Observing how dependent Western Colorado towns are on the success of community anchors, public or private, my perspective on “public” right of way business signage has shifted. I’m OK that the new monument directs visitors to “Cinema” and “Dining.” I’m just embarrassed that the subdivision name is in block letters—it has the whiff of “I’m better than you.” It also announces entry to a confused town named Eagle Ranch from the West and Town of Eagle at Interstate 70. I am also fiercely proud of Eagle’s $23M round-a-bout entry project from Interstate 70 that ties into the Broadway streetscape architectural language. The Eagle Ranch sign also ignores that pattern language. So, I’m a reverse socio-economic snob, I guess in wanting to emphasize the town we all share over the subdivision that wants to be a gilded snowflake.

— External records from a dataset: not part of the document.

use serde::{Deserialize, Serialize};

#[derive(Debug, Serialize, Deserialize)]
pub struct SetSettingRequest {
    pub key: String,
    pub value: String,
}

With all that said, progressive towns realize that some of the public-private separations, (other than the obvious ethics issues) have given way to recognition of how success of public and private interests is intertwined. Towns want businesses to be found. Sales tax pays bills and builds amenities. Businesses leverage quality places that have the self-respect to have high expectations with strong amenity bases. As I have lamented elsewhere, visitors can be ruthlessly savvy consumers of place. I can’t be the only one who notices such things as signage. The classic way to do that is to focus on improving the right of way, making navigation of streets as simple and coherent as possible. Which also implies just the right amount of public signage.
We heard how towns are warming to their place in economic development at our recent NWCCOG Economic Development summit. Something interesting is happening — some of those private institutions are slowly, quietly being recognized as community anchor institutions, and some towns are embracing that. In Kremmling they are literally pointing the way to their newest business.
Neighborhood “entry” or monument signs probably denote status to some, especially when they are so impressively built in stone, most neighborhood signage across the country pronounces a kind of civic decay. They are like discarded “for sale” signs left too long in place.
Perhaps there is irony in my feeling so strongly about the importance of marking entry to one’s town while feeling so strongly against similarly marking entry to one’s neighborhood. Other than having to wait cumulative hours of my life back when I was a carpenter behind gates in Beaver Creek and Cordillera before being allowed let in to build homes, and the cumulative years since that I’ve invested in public service, I’m not precisely sure why the unit of identification matters so much.
I thought America was defined as to not be a place where class, bloodline privilege and land ownership defined access to opportunity and happiness. Yeah, that monument sign evokes all of that for me, the Revolutionary War, the aristocracy, Pip. It is just interesting at what level your community identity thrives. For me, it is at the municipal level which may be too abstract for those who self-identify even more closely with their neighborhood.